Title: Re: Dead end kid, espionage, welcome to LCS intrigue
Post by: catfish1957 on October 19, 2018, 10:57:08 pm
@AllThatJazzZ

Jazz....

In the realm of MLB wanting to nudge the needle one way or the other proved moot last night.

No conspiracy theory  caused the Astros to look that pathetic at the plate in G5.  The Game (series)  is a game of inches, and in 75-80% of this ALCS those breaks fell to the BoSox.   The better team won.
Title: Re: Dead end kid, espionage, welcome to LCS intrigue
Post by: GrouchoTex on October 20, 2018, 02:07:14 am
@EasyAce
I knew Doubleday wasn't the creator, but I look at it like saying Colombus discovered America.

Title: Re: Dead end kid, espionage, welcome to LCS intrigue
Post by: AllThatJazzZ on October 20, 2018, 05:06:13 am
@AllThatJazzZ

Jazz....

In the realm of MLB wanting to nudge the needle one way or the other proved moot last night.

No conspiracy theory  caused the Astros to look that pathetic at the plate in G5.  The Game (series)  is a game of inches, and in 75-80% of this ALCS those breaks fell to the BoSox.   The better team won.

@catfish1957

Uh-oh. If my post came across that I expected the 'Stros to win in spite of their sluggish performance, I failed to get my point across. I need to hone my writing skills.
Title: Re: Dead end kid, espionage, welcome to LCS intrigue
Post by: catfish1957 on October 20, 2018, 10:35:03 am
@catfish1957

Uh-oh. If my post came across that I expected the 'Stros to win in spite of their sluggish performance, I failed to get my point across. I need to hone my writing skills.

@AllThatJazzZ

No Jazz, your wring is fine.  Baseball is unique that it has such a long grueling schedule of 162 battles that culminate into a best 11 of 17 (add 1 if you are WC).  Seems always that the team that not only gets hot Oct 1 and stays hot becomes champion.  Last year was a joy, when you think that only 1 team out of 30 is happy at the end.  29 go disappointed.   

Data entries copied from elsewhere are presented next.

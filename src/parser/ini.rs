//! Permissive INI decoding and encoding.
//!
//! The decoder accepts anything: lines it cannot make sense of are skipped,
//! so it never fails on text input. Sections nest on unescaped dots
//! (`[server.tls]`) and `key[] = value` lines build arrays.

use std::fmt::Write as _;
use std::sync::LazyLock;

use regex::Regex;
use serde_json::{Map, Value};

use super::ConfigObject;

/// Matches either a `[section]` header or a `key` / `key = value` line.
static LINE: LazyLock<Regex> = LazyLock::new(|| {
    Regex::new(r"^\[([^\]]*)\]\s*$|^([^=]+)(=(.*))?$").expect("INI line pattern is valid")
});

// ============================================================================
// Decoding
// ============================================================================

/// Decodes INI text into a configuration object.
///
/// # Examples
///
/// ```
/// use layered_rc::parser::ini;
/// use serde_json::json;
///
/// let config = ini::decode("debug = true\n\n[server]\nport = 8080 ; inline\n");
/// assert_eq!(
///     serde_json::Value::Object(config),
///     json!({"debug": true, "server": {"port": "8080"}})
/// );
/// ```
#[must_use]
pub fn decode(text: &str) -> ConfigObject {
    let mut out = Map::new();
    let mut section: Option<String> = None;

    for raw in text.lines() {
        let line = raw.trim();
        if line.is_empty() || line.starts_with(';') || line.starts_with('#') {
            continue;
        }
        let Some(caps) = LINE.captures(line) else {
            continue;
        };

        if let Some(header) = caps.get(1) {
            let (name, _) = unquote(header.as_str());
            out.entry(name.clone())
                .or_insert_with(|| Value::Object(Map::new()));
            section = Some(name);
            continue;
        }

        let Some(key) = caps.get(2) else {
            continue;
        };
        let (key, _) = unquote(key.as_str());
        let value = match caps.get(4) {
            Some(raw_value) => {
                let (text, quoted) = unquote(raw_value.as_str());
                if quoted { Value::String(text) } else { literal(text) }
            }
            _ => Value::Bool(true),
        };

        let target = match &section {
            None => &mut out,
            Some(name) => match out.get_mut(name) {
                Some(Value::Object(map)) => map,
                // A scalar already owns this name; the section is unreachable.
                _ => continue,
            },
        };
        assign(target, key, value);
    }

    nest_dotted_sections(&mut out);
    out
}

/// Stores a value, appending when the key uses the `key[]` array form.
fn assign(target: &mut ConfigObject, key: String, value: Value) {
    let Some(array_key) = key.strip_suffix("[]") else {
        target.insert(key, value);
        return;
    };

    let slot = target
        .entry(array_key.to_string())
        .or_insert_with(|| Value::Array(Vec::new()));
    match slot {
        Value::Array(items) => items.push(value),
        existing => {
            let previous = existing.take();
            *existing = Value::Array(vec![previous, value]);
        }
    }
}

/// Converts the unquoted literals `true`, `false` and `null`.
fn literal(text: String) -> Value {
    match text.as_str() {
        "true" => Value::Bool(true),
        "false" => Value::Bool(false),
        "null" => Value::Null,
        _ => Value::String(text),
    }
}

/// Trims a raw key or value and removes quoting or inline comments.
///
/// Returns the text and whether it was quoted.
fn unquote(raw: &str) -> (String, bool) {
    let val = raw.trim();

    if is_quoted(val, '"') {
        return match serde_json::from_str::<String>(val) {
            Ok(decoded) => (decoded, true),
            Err(_) => (val.to_string(), false),
        };
    }
    if is_quoted(val, '\'') {
        return (val[1..val.len() - 1].to_string(), true);
    }

    let mut unescaped = String::with_capacity(val.len());
    let mut escaping = false;
    for c in val.chars() {
        if escaping {
            if !matches!(c, '\\' | ';' | '#') {
                unescaped.push('\\');
            }
            unescaped.push(c);
            escaping = false;
        } else if c == ';' || c == '#' {
            break;
        } else if c == '\\' {
            escaping = true;
        } else {
            unescaped.push(c);
        }
    }
    if escaping {
        unescaped.push('\\');
    }

    (unescaped.trim().to_string(), false)
}

fn is_quoted(val: &str, quote: char) -> bool {
    val.len() >= 2 && val.starts_with(quote) && val.ends_with(quote)
}

/// Moves `a.b` sections under `a` as nested objects.
fn nest_dotted_sections(out: &mut ConfigObject) {
    let dotted: Vec<String> = out
        .iter()
        .filter(|(key, value)| value.is_object() && key.contains('.'))
        .map(|(key, _)| key.clone())
        .collect();

    for key in dotted {
        let Some(section) = out.remove(&key) else {
            continue;
        };
        let mut parts = split_section(&key);
        let Some(leaf) = parts.pop() else {
            continue;
        };

        let mut cursor = &mut *out;
        for part in parts {
            let slot = cursor
                .entry(part)
                .or_insert_with(|| Value::Object(Map::new()));
            if !slot.is_object() {
                *slot = Value::Object(Map::new());
            }
            cursor = slot.as_object_mut().expect("slot holds an object");
        }

        let unmerged = match (cursor.get_mut(&leaf), section) {
            (Some(Value::Object(existing)), Value::Object(incoming)) => {
                existing.extend(incoming);
                None
            }
            (_, section) => Some(section),
        };
        if let Some(section) = unmerged {
            cursor.insert(leaf, section);
        }
    }
}

/// Splits a section name on unescaped dots, unescaping `\.`.
fn split_section(name: &str) -> Vec<String> {
    let mut parts = Vec::new();
    let mut current = String::new();
    let mut chars = name.chars().peekable();

    while let Some(c) = chars.next() {
        match c {
            '\\' if chars.peek() == Some(&'.') => {
                current.push('.');
                chars.next();
            }
            '.' => parts.push(std::mem::take(&mut current)),
            _ => current.push(c),
        }
    }
    parts.push(current);
    parts
}

// ============================================================================
// Encoding
// ============================================================================

/// Encodes a configuration object as INI text.
///
/// Scalars and arrays of the top-level object come first, followed by one
/// `[section]` per nested object. Deeper objects use dotted section names.
#[must_use]
pub fn encode(config: &ConfigObject) -> String {
    let mut out = String::new();
    encode_section(&mut out, config, None);
    out
}

fn encode_section(out: &mut String, config: &ConfigObject, section: Option<&str>) {
    let mut children = Vec::new();

    for (key, value) in config {
        match value {
            Value::Object(child) => children.push((key, child)),
            Value::Array(items) => {
                for item in items {
                    let _ = writeln!(out, "{}[]={}", safe(key), encode_value(item));
                }
            }
            scalar => {
                let _ = writeln!(out, "{}={}", safe(key), encode_value(scalar));
            }
        }
    }

    for (key, child) in children {
        let escaped = key.replace('.', "\\.");
        let name = match section {
            Some(parent) => format!("{parent}.{escaped}"),
            None => escaped,
        };
        if !out.is_empty() {
            out.push('\n');
        }
        let _ = writeln!(out, "[{name}]");
        encode_section(out, child, Some(&name));
    }
}

fn encode_value(value: &Value) -> String {
    match value {
        Value::String(text) => safe(text),
        Value::Null => "null".to_string(),
        Value::Bool(flag) => flag.to_string(),
        Value::Number(number) => number.to_string(),
        nested => safe(&nested.to_string()),
    }
}

/// Quotes text that would otherwise decode to something else.
fn safe(text: &str) -> String {
    let needs_quotes = text != text.trim()
        || matches!(text, "true" | "false" | "null")
        || text.contains(['=', ';', '#', '"', '\'', '\\', '\n', '\r']);

    if needs_quotes {
        serde_json::to_string(text).unwrap_or_else(|_| text.to_string())
    } else {
        text.to_string()
    }
}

I have a saying that "Bad Baseball is better than No Baseball at All".  For 52 prior seasons, that pretty much has been my credo.  I'm still basking in 2017, and no one will ever take that from me. 

p.s. Pitchers and Catchers report in about 116 days.
Title: Re: Dead end kid, espionage, welcome to LCS intrigue
Post by: EasyAce on October 20, 2018, 04:08:47 pm
@EasyAce
I knew Doubleday wasn't the creator, but I look at it like saying Colombus discovered America.
@GrouchoTex
No muss, no fuss, no problem.

And, strangely enough, there are people who still think either Herbert Hoover or J. Edgar Hoover were related to the man who actually did make the vacuum cleaners . . .
Title: Re: Dead end kid, espionage, welcome to LCS intrigue
Post by: GrouchoTex on October 23, 2018, 04:05:44 pm
@GrouchoTex
No muss, no fuss, no problem.

And, strangely enough, there are people who still think either Herbert Hoover or J. Edgar Hoover were related to the man who actually did make the vacuum cleaners . . .

It is, admittedly, intellectual laziness on my part.